Être avec Robyn avait toujours eu ce côté rassurant: elle connaissait sa famille, ses faiblesses, mais elle ne le jugeait jamais sur ce qu'il aurait pu faire, comme il avait l'impression que c'était le cas avec le reste de sa famille.
La nuit du bal, ils couchèrent ensemble pour la première fois. Sans comprendre quelle étrange raison le poussait à faire ça, le lendemain matin, Taylor cassa avec elle. Malgré les raisons improbables qu'il lui donna, une chose était vraie: le problème, c'était lui, pas elle. Il était trop peureux d'assumer ses sentiments avec elle: il aimait être avec elle, ce n'était pas cela le problème. Il était simplement effrayé que les choses ne deviennent plus sérieuses entre eux. Il n'était pas prêt ...
‘ I'm... i'm pregnant... ’ Sa voix était tremblante. Tandis que ses yeux à lui étaient froids, dénués de sentiments. Il l'aimait toujours, mais elle lui en voulait. Il pensait qu'elle prenait la pilule, à l'époque. Même s'ils n'en avaient jamais parlé, en fait.
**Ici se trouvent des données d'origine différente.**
//! Autoscroll policy for the log view.

/// Distance from the bottom within which the view stays pinned.
const STICKY_MARGIN: f64 = 100.0;

/// Sticky-bottom autoscroll.
///
/// Follows new output while the viewport sits near the bottom, releases
/// when the user scrolls up to read, and re-engages once they scroll back
/// within the sticky margin.
#[derive(Debug, Clone, Copy)]
pub struct Autoscroll {
    enabled: bool,
}

impl Default for Autoscroll {
    fn default() -> Self {
        Self { enabled: true }
    }
}

impl Autoscroll {
    /// Start pinned to the bottom.
    pub fn new() -> Self {
        Self::default()
    }

    /// Whether new output should scroll into view.
    pub fn should_follow(&self) -> bool {
        self.enabled
    }

    /// Manual pause/resume toggle.
    pub fn toggle(&mut self) {
        self.enabled = !self.enabled;
    }

    /// Update from scroll geometry: offset from the top, total content
    /// height, and viewport height.
    pub fn on_scroll(&mut self, scroll_top: f64, scroll_height: f64, client_height: f64) {
        self.enabled = scroll_height - scroll_top - client_height < STICKY_MARGIN;
    }
}

#[cfg(test)]
mod tests {
    use super::*;

    #[test]
    fn follows_by_default() {
        assert!(Autoscroll::new().should_follow());
    }

    #[test]
    fn releases_when_scrolled_away_from_bottom() {
        let mut scroll = Autoscroll::new();
        scroll.on_scroll(0.0, 5000.0, 600.0);
        assert!(!scroll.should_follow());
    }

    #[test]
    fn reengages_near_the_bottom() {
        let mut scroll = Autoscroll::new();
        scroll.on_scroll(0.0, 5000.0, 600.0);
        assert!(!scroll.should_follow());
        // 5000 - 4350 - 600 = 50, inside the sticky margin.
        scroll.on_scroll(4350.0, 5000.0, 600.0);
        assert!(scroll.should_follow());
    }

    #[test]
    fn toggle_flips_the_policy() {
        let mut scroll = Autoscroll::new();
        scroll.toggle();
        assert!(!scroll.should_follow());
        scroll.toggle();
        assert!(scroll.should_follow());
    }
}
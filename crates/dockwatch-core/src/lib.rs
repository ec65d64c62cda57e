//! Core types and configuration for dockwatch.
//!
//! This crate provides shared data structures, configuration management,
//! error types, and the duplex-channel protocol used across the dockwatch
//! workspace.

mod config;
mod container;
mod error;
mod event;
mod protocol;

pub use config::{Config, parse_allow_list};
pub use container::{ContainerInfo, FilterConfig};
pub use error::{Error, Result};
pub use event::{LogEvent, LogEventKind};
pub use protocol::{ClientMessage, ServerMessage};
//! Error types for dockwatch.

use thiserror::Error;

/// Result type alias using [`Error`].
pub type Result<T> = std::result::Result<T, Error>;

/// Errors that can occur in dockwatch.
#[derive(Debug, Error)]
pub enum Error {
    /// Authentication failed (missing, invalid, or expired token).
    #[error("authentication failed: {0}")]
    Auth(String),

    /// Requested container does not exist.
    #[error("container not found: {0}")]
    NotFound(String),

    /// Docker engine call failed.
    #[error("docker error: {0}")]
    Docker(String),

    /// Log source failed mid-stream. Carries the engine's own message,
    /// which is shown to the client verbatim.
    #[error("{0}")]
    Source(String),

    /// Malformed client message.
    #[error("protocol error: {0}")]
    Protocol(String),

    /// Docker engine unreachable.
    #[error("docker unavailable: {0}")]
    Unavailable(String),

    /// Configuration error.
    #[error("config error: {0}")]
    Config(String),

    /// IO error.
    #[error("io error: {0}")]
    Io(#[from] std::io::Error),

    /// Serialization error.
    #[error("serialization error: {0}")]
    Serialization(#[from] serde_json::Error),
}
//! In-memory [`EngineApi`] implementation for tests.
//!
//! Holds native-side request data (headers, trailers, body buffers, route
//! metadata), records every lifecycle call the bridge makes, and can
//! simulate the engine-side races the recovery guard has to handle.

use std::collections::HashMap;
use std::sync::atomic::{AtomicUsize, Ordering};

use dashmap::DashMap;
use parking_lot::Mutex;

use trestle_filter_api::{FilterError, LocalReply, RawValue};

use crate::engine::{BufferAction, EngineApi, EngineResult, FinalizeReason, RequestHandle};

#[derive(Default)]
struct MockRequest {
    headers: Vec<(String, String)>,
    trailers: Vec<(String, String)>,
    buffers: HashMap<u64, Vec<u8>>,
    route: String,
    metadata: HashMap<String, serde_json::Map<String, serde_json::Value>>,
    continues: Vec<u64>,
    replies: Vec<LocalReply>,
    finalizations: Vec<FinalizeReason>,
    gone: bool,
    window_closed: bool,
}

#[derive(Default)]
pub struct MockEngine {
    requests: DashMap<RequestHandle, MockRequest>,
    copy_header_calls: AtomicUsize,
    copy_trailer_calls: AtomicUsize,
    /// Keeps zero-copy values alive for the engine's lifetime so the
    /// pointers handed out stay valid, like native memory would be.
    raw_arena: Mutex<Vec<Box<str>>>,
}

impl MockEngine {
    pub fn new() -> MockEngine {
        MockEngine::default()
    }

    pub fn add_request(&self, handle: RequestHandle) {
        self.requests.insert(handle, MockRequest::default());
    }

    pub fn set_headers(&self, handle: RequestHandle, headers: Vec<(String, String)>) {
        if let Some(mut req) = self.requests.get_mut(&handle) {
            req.headers = headers;
        }
    }

    pub fn set_trailers(&self, handle: RequestHandle, trailers: Vec<(String, String)>) {
        if let Some(mut req) = self.requests.get_mut(&handle) {
            req.trailers = trailers;
        }
    }

    pub fn set_buffer_data(&self, handle: RequestHandle, buffer: u64, data: Vec<u8>) {
        if let Some(mut req) = self.requests.get_mut(&handle) {
            req.buffers.insert(buffer, data);
        }
    }

    pub fn set_route_name(&self, handle: RequestHandle, route: impl Into<String>) {
        if let Some(mut req) = self.requests.get_mut(&handle) {
            req.route = route.into();
        }
    }

    /// Simulate the engine having finished the request on its own thread.
    pub fn mark_gone(&self, handle: RequestHandle) {
        if let Some(mut req) = self.requests.get_mut(&handle) {
            req.gone = true;
        }
    }

    /// Simulate a call landing outside the accepted execution window.
    pub fn close_window(&self, handle: RequestHandle) {
        if let Some(mut req) = self.requests.get_mut(&handle) {
            req.window_closed = true;
        }
    }

    pub fn headers(&self, handle: RequestHandle) -> Vec<(String, String)> {
        self.requests
            .get(&handle)
            .map(|req| req.headers.clone())
            .unwrap_or_default()
    }

    pub fn trailers(&self, handle: RequestHandle) -> Vec<(String, String)> {
        self.requests
            .get(&handle)
            .map(|req| req.trailers.clone())
            .unwrap_or_default()
    }

    pub fn buffer_data(&self, handle: RequestHandle, buffer: u64) -> Vec<u8> {
        self.requests
            .get(&handle)
            .and_then(|req| req.buffers.get(&buffer).cloned())
            .unwrap_or_default()
    }

    pub fn continues(&self, handle: RequestHandle) -> Vec<u64> {
        self.requests
            .get(&handle)
            .map(|req| req.continues.clone())
            .unwrap_or_default()
    }

    pub fn local_replies(&self, handle: RequestHandle) -> Vec<LocalReply> {
        self.requests
            .get(&handle)
            .map(|req| req.replies.clone())
            .unwrap_or_default()
    }

    pub fn finalizations(&self, handle: RequestHandle) -> Vec<FinalizeReason> {
        self.requests
            .get(&handle)
            .map(|req| req.finalizations.clone())
            .unwrap_or_default()
    }

    pub fn metadata(
        &self,
        handle: RequestHandle,
        filter_name: &str,
    ) -> serde_json::Map<String, serde_json::Value> {
        self.requests
            .get(&handle)
            .and_then(|req| req.metadata.get(filter_name).cloned())
            .unwrap_or_default()
    }

    pub fn copy_header_calls(&self) -> usize {
        self.copy_header_calls.load(Ordering::Acquire)
    }

    pub fn copy_trailer_calls(&self) -> usize {
        self.copy_trailer_calls.load(Ordering::Acquire)
    }

    fn with_live<T>(
        &self,
        handle: RequestHandle,
        f: impl FnOnce(&mut MockRequest) -> T,
    ) -> EngineResult<T> {
        let Some(mut req) = self.requests.get_mut(&handle) else {
            return Err(FilterError::RequestFinished);
        };
        if req.gone {
            return Err(FilterError::RequestFinished);
        }
        if req.window_closed {
            return Err(FilterError::NotInWindow);
        }
        Ok(f(&mut req))
    }
}

impl EngineApi for MockEngine {
    fn continue_request(&self, handle: RequestHandle, status: u64) -> EngineResult<()> {
        self.with_live(handle, |req| req.continues.push(status))
    }

    fn send_local_reply(&self, handle: RequestHandle, reply: &LocalReply) -> EngineResult<()> {
        self.with_live(handle, |req| req.replies.push(reply.clone()))
    }

    fn get_header(&self, handle: RequestHandle, key: &str) -> EngineResult<RawValue> {
        let value = self.with_live(handle, |req| {
            req.headers
                .iter()
                .find(|(k, _)| k == key)
                .map(|(_, v)| v.clone())
        })?;
        let Some(value) = value else {
            return Ok(RawValue::new(std::ptr::null(), 0));
        };
        let mut arena = self.raw_arena.lock();
        arena.push(value.into_boxed_str());
        let Some(stored) = arena.last() else {
            return Ok(RawValue::new(std::ptr::null(), 0));
        };
        Ok(RawValue::new(stored.as_ptr(), stored.len()))
    }

    fn copy_headers(
        &self,
        handle: RequestHandle,
        _count: u64,
        _byte_size: u64,
    ) -> EngineResult<Vec<(String, String)>> {
        self.copy_header_calls.fetch_add(1, Ordering::AcqRel);
        self.with_live(handle, |req| req.headers.clone())
    }

    fn set_header(
        &self,
        handle: RequestHandle,
        key: &str,
        value: &str,
        add: bool,
    ) -> EngineResult<()> {
        self.with_live(handle, |req| {
            if !add {
                req.headers.retain(|(k, _)| k != key);
            }
            req.headers.push((key.to_string(), value.to_string()));
        })
    }

    fn remove_header(&self, handle: RequestHandle, key: &str) -> EngineResult<()> {
        self.with_live(handle, |req| {
            req.headers.retain(|(k, _)| k != key);
            req.trailers.retain(|(k, _)| k != key);
        })
    }

    fn copy_trailers(
        &self,
        handle: RequestHandle,
        _count: u64,
        _byte_size: u64,
    ) -> EngineResult<Vec<(String, String)>> {
        self.copy_trailer_calls.fetch_add(1, Ordering::AcqRel);
        self.with_live(handle, |req| req.trailers.clone())
    }

    fn set_trailer(&self, handle: RequestHandle, key: &str, value: &str) -> EngineResult<()> {
        self.with_live(handle, |req| {
            req.trailers.retain(|(k, _)| k != key);
            req.trailers.push((key.to_string(), value.to_string()));
        })
    }

    fn get_buffer(
        &self,
        handle: RequestHandle,
        buffer: u64,
        length: u64,
    ) -> EngineResult<Vec<u8>> {
        self.with_live(handle, |req| {
            let data = req.buffers.get(&buffer).cloned().unwrap_or_default();
            data.into_iter().take(length as usize).collect()
        })
    }

    fn set_buffer(
        &self,
        handle: RequestHandle,
        buffer: u64,
        data: &[u8],
        action: BufferAction,
    ) -> EngineResult<()> {
        self.with_live(handle, |req| {
            let slot = req.buffers.entry(buffer).or_default();
            match action {
                BufferAction::Set => {
                    slot.clear();
                    slot.extend_from_slice(data);
                }
                BufferAction::Append => slot.extend_from_slice(data),
                BufferAction::Prepend => {
                    let mut combined = data.to_vec();
                    combined.extend_from_slice(slot);
                    *slot = combined;
                }
            }
        })
    }

    fn route_name(&self, handle: RequestHandle) -> EngineResult<String> {
        self.with_live(handle, |req| req.route.clone())
    }

    fn get_dynamic_metadata(
        &self,
        handle: RequestHandle,
        filter_name: &str,
    ) -> EngineResult<serde_json::Value> {
        self.with_live(handle, |req| {
            serde_json::Value::Object(req.metadata.get(filter_name).cloned().unwrap_or_default())
        })
    }

    fn set_dynamic_metadata(
        &self,
        handle: RequestHandle,
        filter_name: &str,
        key: &str,
        value: &serde_json::Value,
    ) -> EngineResult<()> {
        self.with_live(handle, |req| {
            req.metadata
                .entry(filter_name.to_string())
                .or_default()
                .insert(key.to_string(), value.clone());
        })
    }

    fn finalize(&self, handle: RequestHandle, reason: FinalizeReason) {
        // The release path has no race reporting; record unconditionally.
        if let Some(mut req) = self.requests.get_mut(&handle) {
            req.finalizations.push(reason);
        }
    }
}
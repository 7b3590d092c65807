//! Phase-scoped view over native header and trailer maps.
//!
//! The view is lazily materialized: the first read copies every entry in
//! one native round trip into a private cache, later reads hit the cache,
//! and mutations update the cache and the native side together. The cache
//! belongs to one request and phases never run concurrently, so a plain
//! mutex is enough.

use std::collections::HashMap;
use std::sync::Arc;

use parking_lot::Mutex;

use trestle_filter_api::{FilterError, HeaderMap, Phase, RawValue};

use crate::request::RequestState;

type CachedMap = HashMap<String, Vec<String>>;

pub struct HeaderView {
    state: Arc<RequestState>,
    phase: Phase,
    count: u64,
    byte_size: u64,
    cache: Mutex<Option<CachedMap>>,
}

impl HeaderView {
    pub(crate) fn new(
        state: Arc<RequestState>,
        phase: Phase,
        count: u64,
        byte_size: u64,
    ) -> HeaderView {
        HeaderView {
            state,
            phase,
            count,
            byte_size,
            cache: Mutex::new(None),
        }
    }

    /// Fail unless the request is still in the phase this view was built
    /// for; the underlying native memory may otherwise be reused already.
    fn check_phase(&self) -> Result<(), FilterError> {
        self.state.check_phase(self.phase)
    }

    /// Run `f` against the cached map, materializing it first if needed.
    fn with_cache<T>(&self, f: impl FnOnce(&mut CachedMap) -> T) -> Result<T, FilterError> {
        self.check_phase()?;
        let mut guard = self.cache.lock();
        if guard.is_none() {
            let entries = if self.phase.is_trailer() {
                self.state
                    .engine
                    .copy_trailers(self.state.handle, self.count, self.byte_size)?
            } else {
                self.state
                    .engine
                    .copy_headers(self.state.handle, self.count, self.byte_size)?
            };
            let mut map: CachedMap = HashMap::with_capacity(entries.len());
            for (key, value) in entries {
                map.entry(key).or_default().push(value);
            }
            *guard = Some(map);
        }
        let Some(map) = guard.as_mut() else {
            return Err(FilterError::fault("header cache unavailable"));
        };
        Ok(f(map))
    }

    /// Propagate a single-key write natively, routed through the trailer
    /// call for trailer phases.
    fn write_native(&self, key: &str, value: &str, add: bool) -> Result<(), FilterError> {
        if self.phase.is_trailer() {
            self.state.engine.set_trailer(self.state.handle, key, value)
        } else {
            self.state
                .engine
                .set_header(self.state.handle, key, value, add)
        }
    }
}

impl HeaderMap for HeaderView {
    fn get(&self, key: &str) -> Result<Option<String>, FilterError> {
        self.with_cache(|map| map.get(key).and_then(|values| values.first().cloned()))
    }

    fn values(&self, key: &str) -> Result<Vec<String>, FilterError> {
        self.with_cache(|map| map.get(key).cloned().unwrap_or_default())
    }

    fn entries(&self) -> Result<Vec<(String, String)>, FilterError> {
        self.with_cache(|map| {
            let mut flat = Vec::new();
            for (key, values) in map.iter() {
                for value in values {
                    flat.push((key.clone(), value.clone()));
                }
            }
            flat
        })
    }

    fn set(&self, key: &str, value: &str) -> Result<(), FilterError> {
        self.check_phase()?;
        {
            let mut guard = self.cache.lock();
            if let Some(map) = guard.as_mut() {
                map.insert(key.to_string(), vec![value.to_string()]);
            }
        }
        self.write_native(key, value, false)
    }

    fn add(&self, key: &str, value: &str) -> Result<(), FilterError> {
        self.check_phase()?;
        {
            let mut guard = self.cache.lock();
            if let Some(map) = guard.as_mut() {
                map.entry(key.to_string()).or_default().push(value.to_string());
            }
        }
        self.write_native(key, value, true)
    }

    fn remove(&self, key: &str) -> Result<(), FilterError> {
        self.check_phase()?;
        {
            let mut guard = self.cache.lock();
            if let Some(map) = guard.as_mut() {
                map.remove(key);
            }
        }
        self.state.engine.remove_header(self.state.handle, key)
    }

    fn byte_size(&self) -> u64 {
        self.byte_size
    }

    unsafe fn get_raw(&self, key: &str) -> Result<RawValue, FilterError> {
        self.check_phase()?;
        self.state.engine.get_header(self.state.handle, key)
    }
}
Toujours aussi froid, il lui avait bien fait comprendre qu'il ne voulait pas être père et qu'elle devrait donc se débrouiller toute seule. Il s'en voulait, il l'avait sûrement faite pleurer, mais il s'était contenté de tourner ses talons. Pas la peine d'endurer le calvaire de la voir pleurer par sa faute. Il l'avait suffisamment faite souffrir comme ça.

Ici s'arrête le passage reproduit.